Hoje em dia é raro eu dormir antes de alguém, as noites foram encurtando
conforme eu cresci.
À noite, ninguém me apressa. Escrevo no meu tempo. Não há
nada a ser enviado pois o horário é impróprio para incomodar pessoas
decentes. Penso melhor no silêncio, organizo minhas elaborações
textuais, enxergo os erros e acertos da pesquisa, me vejo nela. Pesquiso
a fé individualizada, que foge das instituições, que se faz recolhida
nas realidades de quem as professa e não quer se adequar às normas das
igrejas, dos terreiros, dos templos. E nem sempre por discordar das
regras, muitas vezes por reconhecê-las como legítimas e afirmar não ser
possível viver aquele tipo de experiência. Dizem: “Muito obrigada, mas
hoje não.”
Vivem uma fé gratuita, quase sempre herdada desses mesmos lugares que
se tornaram distantes de suas realidades, dotada dos mesmo elementos e
tradições que tomam outros significados quando adequados a outro
cotidiano. São pessoas sem religião, mas religiosas. Tudo é uma questão
de como se conceitua o sentimento de crer sem pertencer, que continua
existindo com ou sem conceito. Tenho interesse na fé, mas mais que isso,
me interesso pelas pessoas, por suas histórias, pelo antes e pelo
agora. A pesquisa acontece no momento em que conheço mulheres
trabalhadoras do sexo que decidem me contar suas vivências de fé
desvinculadas das religiões, mas essa fé não existe sozinha. Penso: como
separo a fé e a pessoa? Como conto a história de alguém? Como separo eu
e minha pesquisa? Por que estudo histórias de fé de trabalhadoras
sexuais? O que essas mulheres sentem? Qual a distância entre nós?
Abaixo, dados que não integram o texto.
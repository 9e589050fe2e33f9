//! Typed access to entities stored in a [`KvStore`].
//!
//! A [`RowSpec`] names a key space and fixes the key and value types stored in it. Values are
//! encoded with `bincode`; keys are laid out as `PREFIX/encoded-key` so that prefix scans of one
//! row spec never see another's rows.

use serde::{de::DeserializeOwned, Serialize};

use crate::{errors::DbResult, kv::KvStore};

/// Separator between a row spec's prefix and the encoded key.
const SEPARATOR: u8 = b'/';

/// Type specification for one kind of row.
pub trait RowSpec {
    /// Unique prefix of the key space.
    const PREFIX: &'static [u8];

    /// Type of the key.
    type Key: ?Sized;

    /// Type of the value.
    type Value: Serialize + DeserializeOwned;

    /// Encodes the key. Encodings must sort in the order rows should be iterated in.
    fn encode_key(key: &Self::Key) -> Vec<u8>;

    /// Full store key of the row for `key`.
    fn key(key: &Self::Key) -> Vec<u8> {
        let mut full = Self::prefix();
        full.extend(Self::encode_key(key));
        full
    }

    /// Prefix shared by every row of this spec.
    fn prefix() -> Vec<u8> {
        let mut prefix = Self::PREFIX.to_vec();
        prefix.push(SEPARATOR);
        prefix
    }
}

/// Encodes a height so that byte order matches numeric order.
pub fn encode_height(height: u64) -> Vec<u8> {
    height.to_be_bytes().to_vec()
}

/// Typed operations available on every [`KvStore`].
pub trait TypedStore: KvStore {
    /// Gets the row for `key`.
    fn get_row<R: RowSpec>(&self, key: &R::Key) -> DbResult<Option<R::Value>> {
        match self.get(&R::key(key))? {
            Some(bytes) => Ok(Some(bincode::deserialize(&bytes)?)),
            None => Ok(None),
        }
    }

    /// Stores the row for `key`.
    fn put_row<R: RowSpec>(&mut self, key: &R::Key, value: &R::Value) -> DbResult<()> {
        let bytes = bincode::serialize(value)?;
        self.put(R::key(key), bytes)
    }

    /// Deletes the row for `key`.
    fn delete_row<R: RowSpec>(&mut self, key: &R::Key) -> DbResult<()> {
        self.delete(&R::key(key))
    }

    /// Returns every row of `R` in key order.
    fn scan_rows<R: RowSpec>(&self) -> DbResult<Vec<R::Value>> {
        self.scan_rows_with_prefix::<R>(&[])
    }

    /// Returns every row of `R` with a key in `from..=to`, in key order.
    ///
    /// Only meaningful for row specs whose keys encode to a fixed width.
    fn scan_rows_between<R: RowSpec>(&self, from: &R::Key, to: &R::Key) -> DbResult<Vec<R::Value>> {
        let start = R::key(from);
        let mut end = R::key(to);
        // smallest key strictly greater than every key starting with `end`
        end.push(u8::MAX);

        self.scan_range(&start, &end)?
            .into_iter()
            .filter(|(k, _)| k.len() == start.len())
            .map(|(_, v)| Ok(bincode::deserialize(&v)?))
            .collect()
    }

    /// Returns every row of `R` whose encoded key starts with `key_prefix`, in key order.
    fn scan_rows_with_prefix<R: RowSpec>(&self, key_prefix: &[u8]) -> DbResult<Vec<R::Value>> {
        let mut prefix = R::prefix();
        prefix.extend_from_slice(key_prefix);

        self.scan_prefix(&prefix)?
            .into_iter()
            .map(|(_, v)| Ok(bincode::deserialize(&v)?))
            .collect()
    }
}

impl<T: KvStore + ?Sized> TypedStore for T {}

#[cfg(test)]
mod tests {
    use serde::Deserialize;

    use super::*;
    use crate::inmemory::InMemoryStore;

    #[derive(Debug, Clone, PartialEq, Eq, Serialize, Deserialize)]
    struct Bucket {
        height: u64,
        items: Vec<String>,
    }

    struct BucketRow;

    impl RowSpec for BucketRow {
        const PREFIX: &'static [u8] = b"bucket";
        type Key = u64;
        type Value = Bucket;

        fn encode_key(key: &Self::Key) -> Vec<u8> {
            encode_height(*key)
        }
    }

    struct OtherRow;

    impl RowSpec for OtherRow {
        const PREFIX: &'static [u8] = b"bucketx";
        type Key = str;
        type Value = u64;

        fn encode_key(key: &Self::Key) -> Vec<u8> {
            key.as_bytes().to_vec()
        }
    }

    #[test]
    fn test_rows_round_trip_in_height_order() {
        let mut store = InMemoryStore::new();
        for height in [300u64, 2, 70] {
            let bucket = Bucket {
                height,
                items: vec![format!("item-{height}")],
            };
            store.put_row::<BucketRow>(&height, &bucket).unwrap();
        }
        store.put_row::<OtherRow>("noise", &1).unwrap();

        let heights: Vec<u64> = store
            .scan_rows::<BucketRow>()
            .unwrap()
            .into_iter()
            .map(|b| b.height)
            .collect();
        assert_eq!(heights, vec![2, 70, 300]);

        let between: Vec<u64> = store
            .scan_rows_between::<BucketRow>(&2, &70)
            .unwrap()
            .into_iter()
            .map(|b| b.height)
            .collect();
        assert_eq!(between, vec![2, 70]);

        store.delete_row::<BucketRow>(&70).unwrap();
        assert_eq!(store.get_row::<BucketRow>(&70).unwrap(), None);
        assert_eq!(store.get_row::<OtherRow>("noise").unwrap(), Some(1));
    }

    #[test]
    fn test_typed_access_through_trait_object() {
        let mut store = InMemoryStore::new();
        let dyn_store: &mut dyn KvStore = &mut store;
        dyn_store.put_row::<OtherRow>("a", &5).unwrap();

        assert_eq!(dyn_store.get_row::<OtherRow>("a").unwrap(), Some(5));
    }
}
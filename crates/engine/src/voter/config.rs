//! Configuration handed to the Observation Voter with every event.

use std::collections::BTreeSet;

use custody_primitives::{ids::NodeAddress, types::BlockHeight};

/// What the voter needs to know about the world to process an event.
#[derive(Debug, Clone, PartialEq, Eq)]
pub struct VoterCfg {
    /// The current native height.
    pub height: BlockHeight,

    /// Validators whose signatures count toward consensus.
    pub active_signers: BTreeSet<NodeAddress>,

    /// Number of active signers required for consensus.
    pub threshold: usize,

    /// Blocks after consensus during which a late matching copy is forgiven.
    pub observation_delay_flexibility: u64,

    /// Last observed height of the transaction's chain; zero if unknown.
    pub last_chain_height: BlockHeight,
}

impl VoterCfg {
    /// Returns whether `signers` active signers constitute a consensus.
    ///
    /// An empty active set never reaches consensus.
    pub const fn is_consensus(&self, signers: usize) -> bool {
        self.threshold > 0 && signers >= self.threshold
    }
}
Quando percebo, sou meu trabalho, estou ali amarrada pelo recorte de
gênero. Consigo apostar que, assim como eu, elas estão acordadas
enquanto os outros dormem, pensando em seus filhos e suas filhas, no
almoço e no jantar do próximo dia, visitando algumas memórias, lembrando
das roupas sujas que continuarão sujas se elas não fizerem nada. “A
noite não adormece nos olhos das mulheres, há mais olhos que sono”
(EVARISTO, 2017, p. 26). Não falo que não nos cansamos, mas que não
dormimos. Nosso cansaço é antigo, se torna parte de nós. Vemos nossos
colegas de trabalho avançarem nas nossas frentes enquanto fazemos o café
das reuniões. Ganham cargos importantes e comemoram com belos jantares
enquanto preparamos a comida e limpamos a sujeira.
E aprendemos que é preciso uma distância do objeto de estudo, um
ateísmo metodológico, devemos deixar as emoções de lado e trabalhar
racionalmente. Mas eu não sei não me envolver. Quando entrevisto
mulheres e elas dizem que algo dói, eu sinto, é também minha dor. Quando
eu escrevo que vidas marginalizadas importam, que são também frágeis e
devem ser cuidadas, que histórias de vida de trabalhadoras sexuais devem
estar junto das histórias de vida dos papas, eu sei sobre quem estou
falando, sei nomes, sobrenomes e endereços. Minha fala tem lugar e
referencial, posso apontar para a realidade e mostrar o que minhas
palavras dizem. Falo sobre fome, pobreza, gênero, violência, fé, dor e
rupturas. Quando falo sobre o outro, ou a outra, eu posso te dizer
nomes, se quiser. São pessoas, não conceitos. Por ser uma fala
localizada, vai ficando pessoal, me pego escrevendo sobre mim e sobre
minha família para explicar minha perspectiva, quando o sistema me pede
para escrever no plural e me mostra que ciência não é sobre o
particular. Onde acho o plural se não no particular?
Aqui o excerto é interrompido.